Investigators handed back 42 exceptional pieces – some 2,500 years old – to Italian officials during a ceremony in New York, according to a statement from Manhattan District Attorney Alvin Bragg
“We continue to undo the damage wrought by decades of well-organised antiquities smuggling networks throughout Italy,” Bragg said, adding that more than 200 antiquities have been repatriated to Italy since he took office in 2022.
Vincenzo Molinese, commander of the Italian government’s so-called Carabinieri Art Squad, hailed “the great success of the investigation” thanks to a collaboration between the United States and Italy.
Among the works found and returned was a vase from the region of Apulia in southern Italy that dates back to 335 BC. It was stolen from a burial site before being smuggled abroad by Giacomo Medici, a notorious trafficker of Italian antiquities, according to prosecutors.

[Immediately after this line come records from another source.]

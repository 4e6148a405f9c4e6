// src/config/mod.rs

//! Configuration loading and validation for watchnpm.
//!
//! Responsibilities:
//! - Define the TOML-backed data model (`model.rs`).
//! - Load a config file from disk (`loader.rs`).
//! - Validate basic invariants like a usable port (`validate.rs`).

pub mod loader;
pub mod model;
pub mod validate;

pub use loader::{default_config_path, load_and_validate, load_from_path};
pub use model::{CommandsSection, ConfigFile, ServerSection};
pub use validate::validate_config;
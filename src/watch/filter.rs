// src/watch/filter.rs

use std::fmt;

use anyhow::{Context, Result};
use regex::Regex;

/// Raw filter rule strings, as collected from the CLI.
///
/// This is the uncompiled form; `FilterRules::new` turns it into the
/// matcher used by the watcher and the startup walk.
#[derive(Debug, Clone, Default)]
pub struct FilterSpec {
    pub included_extensions: Vec<String>,
    pub excluded_extensions: Vec<String>,
    pub excluded_folders: Vec<String>,
    pub excluded_files: Vec<String>,
    pub excluded_patterns: Vec<String>,
}

/// Compiled filter rules deciding which relative paths are watched.
///
/// Immutable once constructed; classification is a pure function of the
/// path, so the rules can be shared freely between the watcher and the
/// startup walk without locking.
#[derive(Clone)]
pub struct FilterRules {
    included_extensions: Vec<String>,
    excluded_extensions: Vec<String>,
    excluded_folders: Vec<String>,
    excluded_files: Vec<String>,
    excluded_patterns: Vec<Regex>,
}

impl fmt::Debug for FilterRules {
    fn fmt(&self, f: &mut fmt::Formatter<'_>) -> fmt::Result {
        f.debug_struct("FilterRules")
            .field("included_extensions", &self.included_extensions)
            .field("excluded_extensions", &self.excluded_extensions)
            .field("excluded_folders", &self.excluded_folders)
            .field("excluded_files", &self.excluded_files)
            .finish_non_exhaustive()
    }
}

impl FilterRules {
    /// Compile a `FilterSpec` into usable rules.
    ///
    /// An invalid exclude pattern is a startup error, consistent with
    /// "configuration failures are fatal".
    pub fn new(spec: FilterSpec) -> Result<Self> {
        let excluded_patterns = spec
            .excluded_patterns
            .iter()
            .map(|pat| {
                Regex::new(pat).with_context(|| format!("invalid exclude pattern: {pat}"))
            })
            .collect::<Result<Vec<_>>>()?;

        Ok(Self {
            included_extensions: spec.included_extensions,
            excluded_extensions: spec.excluded_extensions,
            excluded_folders: spec.excluded_folders,
            excluded_files: spec.excluded_files,
            excluded_patterns,
        })
    }

    /// Folder names whose first-level directories the startup walk skips
    /// wholesale. Deeper matches are still caught by `is_watched`.
    pub fn excluded_folders(&self) -> &[String] {
        &self.excluded_folders
    }

    /// Decide whether a root-relative path is watched.
    ///
    /// This is an override chain, not a short-circuit: each pass may flip
    /// the decision and later passes win. The order is load-bearing —
    /// every exclusion category dominates the inclusion pass, so a path
    /// matching both an included and an excluded extension ends up
    /// excluded. Keep the passes separate; do not fuse them into one
    /// predicate.
    pub fn is_watched(&self, path: &str) -> bool {
        let mut watched = false;
        if self
            .included_extensions
            .iter()
            .any(|ext| path.ends_with(ext.as_str()))
        {
            watched = true;
        }
        if self
            .excluded_extensions
            .iter()
            .any(|ext| path.ends_with(ext.as_str()))
        {
            watched = false;
        }
        if self
            .excluded_folders
            .iter()
            .any(|folder| path.contains(folder.as_str()))
        {
            watched = false;
        }
        if self
            .excluded_files
            .iter()
            .any(|name| path.contains(name.as_str()))
        {
            watched = false;
        }
        if self.excluded_patterns.iter().any(|re| re.is_match(path)) {
            watched = false;
        }
        watched
    }
}
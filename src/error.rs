//! Error types for the chat widget and its HTTP client.

use thiserror::Error;

use crate::widget::Severity;

/// A draft that was refused before any network activity.
#[derive(Error, Debug, Clone, PartialEq, Eq)]
pub enum ValidationError {
    /// The draft is empty or whitespace only.
    #[error("Please enter a message")]
    Empty,

    /// The trimmed draft exceeds [`crate::widget::MAX_MESSAGE_CHARS`].
    #[error("Message too long. Please keep it under 500 characters.")]
    TooLong {
        /// Length of the trimmed draft in characters.
        length: usize,
    },
}

impl ValidationError {
    /// Banner severity used when surfacing this error.
    #[must_use]
    pub fn severity(&self) -> Severity {
        match self {
            Self::Empty => Severity::Warning,
            Self::TooLong { .. } => Severity::Error,
        }
    }
}

/// A request to the chat endpoint that did not yield a reply.
#[derive(Error, Debug)]
pub enum RequestError {
    /// HTTP request failed.
    #[error("HTTP error: {0}")]
    Http(#[from] reqwest::Error),

    /// Invalid endpoint URL.
    #[error("Invalid URL: {0}")]
    InvalidUrl(#[from] url::ParseError),

    /// The reply body was not the expected JSON envelope.
    #[error("JSON error: {0}")]
    Json(#[from] serde_json::Error),

    /// The endpoint answered with `success: false`.
    #[error("{0}")]
    Rejected(String),

    /// The endpoint answered with `success: true` but no text.
    #[error("reply carried no response text")]
    EmptyReply,
}

/// Why a submit trigger did not start a request.
#[derive(Error, Debug, Clone, PartialEq, Eq)]
pub enum SubmitError {
    /// The draft failed validation.
    #[error(transparent)]
    Invalid(#[from] ValidationError),

    /// A request is already pending.
    #[error("a request is already pending")]
    Busy,
}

After passing through London, the bowl, which was used to mix water and wine, was seized in July from a private collection in New York last month.
Since 2017, New York prosecutors have repatriated pieces that were looted from around 20 countries between the 1970s and 1990s.
They have included works from ancient Greece, the Roman and Byzantine empires, Iraq, China, India and Southeast Asia.